//! `netglm` library crate.
//!
//! Network-penalized elastic-net regression: feature networks are turned into
//! per-feature degrees, degrees into penalty factors, and penalty factors into
//! a glmnet-style regularization path (optionally cross-validated).
//!
//! The binary (`netglm`) is a thin wrapper around this library so that:
//!
//! - core logic is testable without spawning processes
//! - the facades (`glm_orphan`, `cv_glm_hub`, ...) are usable as a library

pub mod app;
pub mod cli;
pub mod config;
pub mod data;
pub mod domain;
pub mod error;
pub mod facade;
pub mod fit;
pub mod io;
pub mod models;
pub mod network;
pub mod plot;
pub mod report;
pub mod sparsenet;

pub use facade::*;
pub use sparsenet::{CvSparseNetFit, FitDispatcher, SparseNet, SparseNetFit, cv_glm_sparse_net, glm_sparse_net};
//! Family evaluation for Gaussian / Binomial / Poisson.
//!
//! All three use their canonical link, which keeps the score of the
//! log-likelihood equal to `x_j' (y - μ)` for every family. The solver relies on
//! this when it computes `lambda_max`.
//!
//! The primitives here are:
//! - inverse link `μ = g⁻¹(η)`
//! - IRLS working weight `w(μ)`
//! - unit deviance `d(y, μ)`

use nalgebra::DVector;

use crate::domain::Family;
use crate::error::AppError;

/// Probabilities are kept away from 0 and 1.
pub const PROB_EPS: f64 = 1e-5;

/// Upper bound on the Poisson linear predictor before exponentiation.
const ETA_MAX: f64 = 700.0;

/// Mean response for a linear predictor value.
pub fn link_inverse(family: Family, eta: f64) -> f64 {
    match family {
        Family::Gaussian => eta,
        Family::Binomial => {
            let mu = 1.0 / (1.0 + (-eta).exp());
            mu.clamp(PROB_EPS, 1.0 - PROB_EPS)
        }
        Family::Poisson => eta.min(ETA_MAX).exp(),
    }
}

/// Link function `η = g(μ)`.
pub fn link(family: Family, mu: f64) -> f64 {
    match family {
        Family::Gaussian => mu,
        Family::Binomial => {
            let mu = mu.clamp(PROB_EPS, 1.0 - PROB_EPS);
            (mu / (1.0 - mu)).ln()
        }
        Family::Poisson => mu.max(f64::MIN_POSITIVE).ln(),
    }
}

/// IRLS working weight (variance function under the canonical link).
pub fn irls_weight(family: Family, mu: f64) -> f64 {
    match family {
        Family::Gaussian => 1.0,
        Family::Binomial => (mu * (1.0 - mu)).max(PROB_EPS),
        Family::Poisson => mu.max(PROB_EPS),
    }
}

/// Deviance contribution of a single observation.
pub fn unit_deviance(family: Family, y: f64, mu: f64) -> f64 {
    match family {
        Family::Gaussian => {
            let r = y - mu;
            r * r
        }
        Family::Binomial => {
            let mu = mu.clamp(PROB_EPS, 1.0 - PROB_EPS);
            -2.0 * (y * mu.ln() + (1.0 - y) * (1.0 - mu).ln())
        }
        Family::Poisson => {
            let ylog = if y > 0.0 { y * (y / mu).ln() } else { 0.0 };
            2.0 * (ylog - (y - mu))
        }
    }
}

/// Total deviance `Σ d(y_i, μ_i)`.
pub fn deviance(family: Family, y: &DVector<f64>, mu: &DVector<f64>) -> f64 {
    y.iter().zip(mu.iter()).map(|(&yi, &mi)| unit_deviance(family, yi, mi)).sum()
}

/// Deviance of the intercept-only model (or `η = 0` without intercept).
pub fn null_deviance(family: Family, y: &DVector<f64>, intercept: bool) -> f64 {
    let mu0 = if intercept {
        null_mean(family, y)
    } else {
        link_inverse(family, 0.0)
    };
    let mu = DVector::from_element(y.len(), mu0);
    deviance(family, y, &mu)
}

/// Fitted mean of the intercept-only model.
pub fn null_mean(family: Family, y: &DVector<f64>) -> f64 {
    let mean = y.mean();
    match family {
        Family::Gaussian => mean,
        Family::Binomial => mean.clamp(PROB_EPS, 1.0 - PROB_EPS),
        Family::Poisson => mean.max(PROB_EPS),
    }
}

/// Check that the response is admissible for the family.
pub fn validate_response(family: Family, y: &DVector<f64>) -> Result<(), AppError> {
    if let Some((i, v)) = y.iter().enumerate().find(|(_, v)| !v.is_finite()) {
        return Err(AppError::invalid(format!("Non-finite response {v} at row {i}.")));
    }
    match family {
        Family::Gaussian => Ok(()),
        Family::Binomial => {
            if let Some((i, v)) = y.iter().enumerate().find(|(_, v)| **v != 0.0 && **v != 1.0) {
                return Err(AppError::invalid(format!(
                    "Binomial response must be 0 or 1, got {v} at row {i}."
                )));
            }
            Ok(())
        }
        Family::Poisson => {
            if let Some((i, v)) = y.iter().enumerate().find(|(_, v)| **v < 0.0) {
                return Err(AppError::invalid(format!(
                    "Poisson response must be non-negative, got {v} at row {i}."
                )));
            }
            Ok(())
        }
    }
}

#[cfg(test)]
mod tests {
    use super::*;

    #[test]
    fn link_roundtrip_for_each_family() {
        for family in [Family::Gaussian, Family::Binomial, Family::Poisson] {
            for &eta in &[-2.0, -0.3, 0.0, 0.7, 3.0] {
                let mu = link_inverse(family, eta);
                assert!((link(family, mu) - eta).abs() < 1e-9, "{family:?} at {eta}");
            }
        }
    }

    #[test]
    fn saturated_deviance_is_zero() {
        assert_eq!(unit_deviance(Family::Gaussian, 2.0, 2.0), 0.0);
        assert!(unit_deviance(Family::Poisson, 3.0, 3.0).abs() < 1e-12);
        assert_eq!(unit_deviance(Family::Poisson, 0.0, 0.0), 0.0);
        assert!(unit_deviance(Family::Binomial, 1.0, 1.0 - PROB_EPS) < 1e-4);
    }

    #[test]
    fn binomial_response_must_be_binary() {
        let y = DVector::from_row_slice(&[0.0, 1.0, 0.5]);
        assert!(validate_response(Family::Binomial, &y).is_err());
        assert!(validate_response(Family::Gaussian, &y).is_ok());
    }

    #[test]
    fn poisson_response_must_be_non_negative() {
        let y = DVector::from_row_slice(&[0.0, 2.0, -1.0]);
        assert!(validate_response(Family::Poisson, &y).is_err());
    }

    #[test]
    fn null_deviance_of_gaussian_is_total_sum_of_squares() {
        let y = DVector::from_row_slice(&[1.0, 2.0, 3.0]);
        assert!((null_deviance(Family::Gaussian, &y, true) - 2.0).abs() < 1e-12);
        assert!((null_deviance(Family::Gaussian, &y, false) - 14.0).abs() < 1e-12);
    }
}
//! Domain types used throughout the pipeline.
//!
//! This module defines:
//!
//! - configuration enums (`Family`, `NetworkMethod`, `CvMeasure`)
//! - the options records forwarded by the facades (`NetworkOptions`, `GlmParams`, `CvParams`)
//! - in-memory data (`Dataset`) and the CLI run configuration (`RunConfig`)

pub mod types;

pub use types::*;
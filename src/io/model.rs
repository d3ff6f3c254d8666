//! Read/write fitted model JSON files.
//!
//! A model file is the portable representation of a run:
//! - the fitted path (lambdas, intercepts, coefficients)
//! - degrees, penalty factors and the options that produced them
//! - the CV curve and selected lambdas, when cross-validated
//! - feature names and a creation timestamp

use std::fs::File;
use std::path::Path;

use chrono::{DateTime, Utc};
use serde::{Deserialize, Serialize};

use crate::error::AppError;
use crate::fit::CvResult;
use crate::sparsenet::SparseNetFit;

/// On-disk model schema.
#[derive(Debug, Clone, PartialEq, Serialize, Deserialize)]
pub struct ModelFile {
    pub tool: String,
    pub version: String,
    pub created_at: DateTime<Utc>,
    pub response: String,
    pub feature_names: Vec<String>,
    pub fit: SparseNetFit,
    #[serde(default, skip_serializing_if = "Option::is_none")]
    pub cv: Option<CvResult>,
}

impl ModelFile {
    pub fn new(fit: SparseNetFit, cv: Option<CvResult>, feature_names: Vec<String>, response: String) -> Self {
        Self {
            tool: "netglm".to_string(),
            version: env!("CARGO_PKG_VERSION").to_string(),
            created_at: Utc::now(),
            response,
            feature_names,
            fit,
            cv,
        }
    }
}

/// Write a model JSON file.
pub fn write_model_json(path: &Path, model: &ModelFile) -> Result<(), AppError> {
    let file = File::create(path)
        .map_err(|e| AppError::io(format!("Failed to create model JSON '{}': {e}", path.display())))?;
    serde_json::to_writer_pretty(file, model).map_err(|e| AppError::io(format!("Failed to write model JSON: {e}")))?;
    Ok(())
}

/// Read a model JSON file.
pub fn read_model_json(path: &Path) -> Result<ModelFile, AppError> {
    let file = File::open(path)
        .map_err(|e| AppError::io(format!("Failed to open model JSON '{}': {e}", path.display())))?;
    let model: ModelFile =
        serde_json::from_reader(file).map_err(|e| AppError::io(format!("Invalid model JSON: {e}")))?;
    Ok(model)
}
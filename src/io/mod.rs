//! Input/output helpers.
//!
//! - CSV ingest + validation (`ingest`)
//! - coefficient / data set CSV exports (`export`)
//! - fitted model JSON read/write (`model`)

pub mod export;
pub mod ingest;
pub mod model;

pub use export::*;
pub use ingest::*;
pub use model::*;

PROBLEM STATEMENT: The output should be exactly the lines above from the line containing "for &eta in" to the line containing "On-disk model schema.", inclusive, with no other lines.

REPLY TO THE EXERCISE:
            for &eta in &[-2.0, -0.3, 0.0, 0.7, 3.0] {
                let mu = link_inverse(family, eta);
                assert!((link(family, mu) - eta).abs() < 1e-9, "{family:?} at {eta}");
            }
        }
    }

    #[test]
    fn saturated_deviance_is_zero() {
        assert_eq!(unit_deviance(Family::Gaussian, 2.0, 2.0), 0.0);
        assert!(unit_deviance(Family::Poisson, 3.0, 3.0).abs() < 1e-12);
        assert_eq!(unit_deviance(Family::Poisson, 0.0, 0.0), 0.0);
        assert!(unit_deviance(Family::Binomial, 1.0, 1.0 - PROB_EPS) < 1e-4);
    }

    #[test]
    fn binomial_response_must_be_binary() {
        let y = DVector::from_row_slice(&[0.0, 1.0, 0.5]);
        assert!(validate_response(Family::Binomial, &y).is_err());
        assert!(validate_response(Family::Gaussian, &y).is_ok());
    }

    #[test]
    fn poisson_response_must_be_non_negative() {
        let y = DVector::from_row_slice(&[0.0, 2.0, -1.0]);
        assert!(validate_response(Family::Poisson, &y).is_err());
    }

    #[test]
    fn null_deviance_of_gaussian_is_total_sum_of_squares() {
        let y = DVector::from_row_slice(&[1.0, 2.0, 3.0]);
        assert!((null_deviance(Family::Gaussian, &y, true) - 2.0).abs() < 1e-12);
        assert!((null_deviance(Family::Gaussian, &y, false) - 14.0).abs() < 1e-12);
    }
}
//! Domain types used throughout the pipeline.
//!
//! This module defines:
//!
//! - configuration enums (`Family`, `NetworkMethod`, `CvMeasure`)
//! - the options records forwarded by the facades (`NetworkOptions`, `GlmParams`, `CvParams`)
//! - in-memory data (`Dataset`) and the CLI run configuration (`RunConfig`)

pub mod types;

pub use types::*;
filename src/io/model.rs
repository d3ff6f3c254d8666
//! Read/write fitted model JSON files.
//!
//! A model file is the portable representation of a run:
//! - the fitted path (lambdas, intercepts, coefficients)
//! - degrees, penalty factors and the options that produced them
//! - the CV curve and selected lambdas, when cross-validated
//! - feature names and a creation timestamp

use std::fs::File;
use std::path::Path;

use chrono::{DateTime, Utc};
use serde::{Deserialize, Serialize};

use crate::error::AppError;
use crate::fit::CvResult;
use crate::sparsenet::SparseNetFit;

/// On-disk model schema.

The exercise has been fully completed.